# taz.de -- Eröffnungfeier des Kirchentags: Wird es wirklich Manna regnen?
       
       > Der Evangelischer Kirchentag wurde an der Elbe in protestantischer Kühle
       > eröffnet. Dabei fehlt der interreligiöse Dialog.
       
 (IMG) Bild: Ist gern in Hamburg: der evangelische Theologe und amtierende Bundespräsident Joachim Gauck
       
       HAMBURG taz | Nein, Bundespräsident Joachim Gauck wiederholte nicht in
       seinem Geleitwort zum [1][34. Evangelischen Kirchentag] sein Stunden zuvor
       veröffentlichtes Statement zur fehlenden Solidarität sehr vieler Gut- und
       Bestverdiener im Lande.

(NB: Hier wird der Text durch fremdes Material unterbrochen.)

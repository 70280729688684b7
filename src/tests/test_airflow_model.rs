mod test_airflow_model {
    use crate::core::airflow::cfis::CfisState;
    use crate::core::airflow::duct_leakage::{AirHandlerConditions, DuctLocation};
    use crate::core::airflow::program::TimestepSnapshot;
    use crate::core::psychrometrics::{AirState, STANDARD_PRESSURE_PA};
    use crate::core::units::cfm_to_cubic_metres_per_second;
    use crate::errors::AirflowError;
    use crate::input::{ingest_for_processing, ZoneKind};
    use crate::model::AirflowModel;
    use crate::simulation_time::{SimulationTime, SimulationTimeIteration};
    use approx::assert_relative_eq;
    use indexmap::IndexMap;
    use pretty_assertions::assert_eq;
    use rstest::*;
    use serde_json::{json, Value};

    #[fixture]
    pub fn input() -> Value {
        json!({
            "Building": {
                "conditioned_floor_area": 2000.,
                "conditioned_volume": 16000.,
                "above_grade_storeys": 2,
                "number_of_bedrooms": 3,
                "number_of_bathrooms": 2,
                "window_area": 300.,
                "building_height": 20.,
                "zones": {
                    "conditioned": {"height": 16., "floor_area": 2000., "volume": 16000.},
                    "vented_attic": {"height": 4., "floor_area": 1000., "volume": 4000., "elevation": 16.},
                    "garage": {"height": 8., "floor_area": 400., "volume": 3200.}
                }
            },
            "ExternalConditions": {
                "annual_average_drybulb": 50.,
                "wind_speed_correction_factor": 1.0
            },
            "Infiltration": {
                "envelope_leakage": {"type": "ACH50", "value": 7.},
                "terrain": "suburban"
            },
            "MechanicalVentilation": {
                "fan_type": "cfis",
                "flow_rate": 90.,
                "fan_power": 0.,
                "cfis": {"minutes_open_per_hour": 20., "air_handler": "furnace"}
            },
            "SpotVentilation": {},
            "ClothesDryer": {},
            "AirHandlers": {
                "furnace": {
                    "has_ducted_equipment": true,
                    "blower_power": 400.,
                    "ducts": [
                        {"side": "supply", "location": "vented_attic", "leakage_fraction": 0.075, "area": 300., "nominal_r_value": 6.},
                        {"side": "return", "location": "vented_attic", "leakage_fraction": 0.025, "area": 100., "nominal_r_value": 6.}
                    ]
                }
            }
        })
    }

    fn model_from(input: &Value) -> AirflowModel {
        let input = ingest_for_processing(input.to_string().as_bytes()).unwrap();
        AirflowModel::from_input(&input).unwrap()
    }

    fn winter_snapshot(time: SimulationTimeIteration) -> TimestepSnapshot {
        let indoor = AirState::new(21., 0.006);
        let outdoor = AirState::new(0., 0.003);
        TimestepSnapshot {
            time,
            indoor,
            outdoor,
            pressure: STANDARD_PRESSURE_PA,
            wind_speed: 4.,
            zones: IndexMap::from([
                (ZoneKind::VentedAttic, AirState::new(2., 0.003)),
                (ZoneKind::Garage, AirState::new(8., 0.003)),
            ]),
            air_handlers: IndexMap::from([(
                "furnace".to_string(),
                AirHandlerConditions {
                    mass_flow: 0.,
                    runtime_fraction: 0.,
                    outlet: indoor,
                    return_air: indoor,
                },
            )]),
            dryer_fraction: 0.,
        }
    }

    fn first_step() -> SimulationTimeIteration {
        SimulationTimeIteration {
            index: 0,
            time: 0.,
            timestep: 0.25,
        }
    }

    fn raw_conditioned_infiltration(model: &AirflowModel, snapshot: &TimestepSnapshot) -> f64 {
        model.program().infiltration().zone_flow(
            ZoneKind::Conditioned,
            snapshot.indoor.temperature - snapshot.outdoor.temperature,
            snapshot.wind_speed,
        )
    }

    #[rstest]
    pub fn should_open_cfis_damper_for_target_minutes_every_hour(input: Value) {
        let model = model_from(&input);
        let simtime = SimulationTime::new(0., 24., 0.25);
        let mut cfis_state = CfisState::new();
        let mut open_minutes = vec![0.; 24];

        for time in simtime.iter() {
            let snapshot = winter_snapshot(time);
            let actuators = model.evaluate(&snapshot, &mut cfis_state).unwrap();
            open_minutes[time.current_hour() as usize] +=
                actuators.mechanical_ventilation.cfis_damper_fraction * time.timestep_in_minutes();

            // imbalance and infiltration add in quadrature to the combined flow
            let raw = raw_conditioned_infiltration(&model, &snapshot);
            let imbalance = actuators.imbalanced_mechanical_ventilation;
            assert_relative_eq!(
                (actuators.infiltration + imbalance).powi(2),
                imbalance.powi(2) + raw.powi(2),
                max_relative = 1e-9
            );
        }

        for minutes in open_minutes {
            assert_relative_eq!(minutes, 20., epsilon = 1e-9);
        }
    }

    #[rstest]
    pub fn should_count_duct_leakage_in_imbalance_while_blower_runs(input: Value) {
        let model = model_from(&input);
        let mut snapshot = winter_snapshot(first_step());
        snapshot.air_handlers.insert(
            "furnace".to_string(),
            AirHandlerConditions {
                mass_flow: 0.5,
                runtime_fraction: 1.,
                outlet: AirState::new(40., 0.006),
                return_air: snapshot.indoor,
            },
        );

        let actuators = model.evaluate(&snapshot, &mut CfisState::new()).unwrap();

        let attic_loads = actuators.duct_loads["furnace"][&DuctLocation::Zone(ZoneKind::VentedAttic)];
        assert!(attic_loads.imbalance_flow > 0.);
        assert!(attic_loads.duct_zone_sensible > 0.);
        assert_eq!(actuators.mechanical_ventilation.cfis_damper_fraction, 1.);

        let flows = &actuators.mechanical_ventilation;
        let exhaust = flows.range_exhaust
            + flows.bath_exhaust
            + flows.dryer_exhaust
            + attic_loads.exhaust_equivalent();
        let supply = flows.cfis_outdoor_air + attic_loads.supply_equivalent();
        assert_relative_eq!(
            actuators.imbalanced_mechanical_ventilation,
            (supply - exhaust).abs(),
            epsilon = 1e-12
        );

        assert_eq!(actuators.outputs.ducts.len(), 1);
        assert_relative_eq!(
            actuators.outputs.cfis_outdoor_air_flow,
            cfm_to_cubic_metres_per_second(90.)
        );
    }

    #[rstest]
    pub fn should_leave_infiltration_untouched_by_balanced_ventilation(mut input: Value) {
        input["MechanicalVentilation"] = json!({
            "fan_type": "hrv",
            "flow_rate": 100.,
            "fan_power": 60.,
            "recovery_efficiency": {"type": "Unadjusted", "sensible": 0.7, "total": 0.6}
        });
        let input = input.as_object_mut().unwrap();
        input.remove("SpotVentilation");
        input.remove("ClothesDryer");
        input.remove("AirHandlers");
        let model = model_from(&Value::Object(input.clone()));

        let snapshot = winter_snapshot(first_step());
        let actuators = model.evaluate(&snapshot, &mut CfisState::new()).unwrap();

        assert_eq!(actuators.imbalanced_mechanical_ventilation, 0.);
        assert_relative_eq!(
            actuators.infiltration,
            raw_conditioned_infiltration(&model, &snapshot),
            max_relative = 1e-12
        );
        assert_relative_eq!(
            actuators.balanced_ventilation,
            cfm_to_cubic_metres_per_second(100.)
        );

        let sensible = model.program().mechanical_ventilation().effectiveness().sensible;
        assert_relative_eq!(
            actuators.balanced_supply_air.temperature,
            sensible * 21.,
            max_relative = 1e-12
        );
        assert!(actuators.duct_loads.is_empty());
    }

    #[rstest]
    pub fn should_reduce_infiltration_under_exhaust_ventilation(mut input: Value) {
        input["MechanicalVentilation"] = json!({
            "fan_type": "exhaust",
            "flow_rate": 100.,
            "fan_power": 30.
        });
        let input = input.as_object_mut().unwrap();
        input.remove("SpotVentilation");
        input.remove("AirHandlers");
        let model = model_from(&Value::Object(input.clone()));

        let snapshot = winter_snapshot(first_step());
        let actuators = model.evaluate(&snapshot, &mut CfisState::new()).unwrap();

        let exhaust = cfm_to_cubic_metres_per_second(100.);
        let raw = raw_conditioned_infiltration(&model, &snapshot);
        assert_relative_eq!(actuators.imbalanced_mechanical_ventilation, exhaust);
        assert_relative_eq!(
            actuators.infiltration,
            exhaust.hypot(raw) - exhaust,
            max_relative = 1e-12
        );
        assert!(actuators.infiltration < raw);
        assert_eq!(actuators.fan_power, 30.);
    }

    #[rstest]
    pub fn should_fail_without_state_for_an_unconditioned_zone(input: Value) {
        let model = model_from(&input);
        let mut snapshot = winter_snapshot(first_step());
        snapshot.zones.shift_remove(&ZoneKind::Garage);

        assert_eq!(
            model.evaluate(&snapshot, &mut CfisState::new()),
            Err(AirflowError::MissingZoneState(ZoneKind::Garage))
        );
    }
}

Er sagte also nicht, Steuerhinterziehung sei
       „asozial“. Der Protestant aus Mecklenburg, der schon zu DDR-Zeiten Hierarch
       der Kirchentagsbewegung seines Landes war, begrüßte das Publikum in
       Hamburgs Hafencity mit der gesellig gestimmten Zeile: „Ja, da bin ich.“
       
       Und Minuten später bekräftigte er: „Ich bin gern hier.“ Doch wie schade,
       dass er es dabei beließ, das Mindeste zu dieser größten Laienversammlung
       protestantischer Christen in der Bundesrepublik nur zu sagen: Dass von nun
       an eine „Zeitansage“ zu erwarten sei, fünf Tage Singen und Beten und Denken
       und Austauschen – ein im Geiste Martin Luthers gesinntes „Manna“, das da
       vom Himmel regnen müsse.
       
       Denn das sei das, was das Kirchentagsmotto meine: „Soviel du brauchst.“
       Gerade protestantische Christen fühlten sich, zumal in der Zeit des letzten
       deutschen Nachkriegs, stets unberufen berufen, die Zeitläufte
       durchzudeklinieren. Und das soll nun auch wieder in besonders plenarer Form
       – 150.000 Menschen werden zu diesem Event erwartet – in Hamburg bei diesem
       Treffen der Fall sein.
       
       Hamburgs Bischöfin Kirsten Fehrs bekräftigte diesen Anspruch, die Bedeutung
       der Welt wie die Bedeutsamkeit christlicher Interpretation zu verkörpern.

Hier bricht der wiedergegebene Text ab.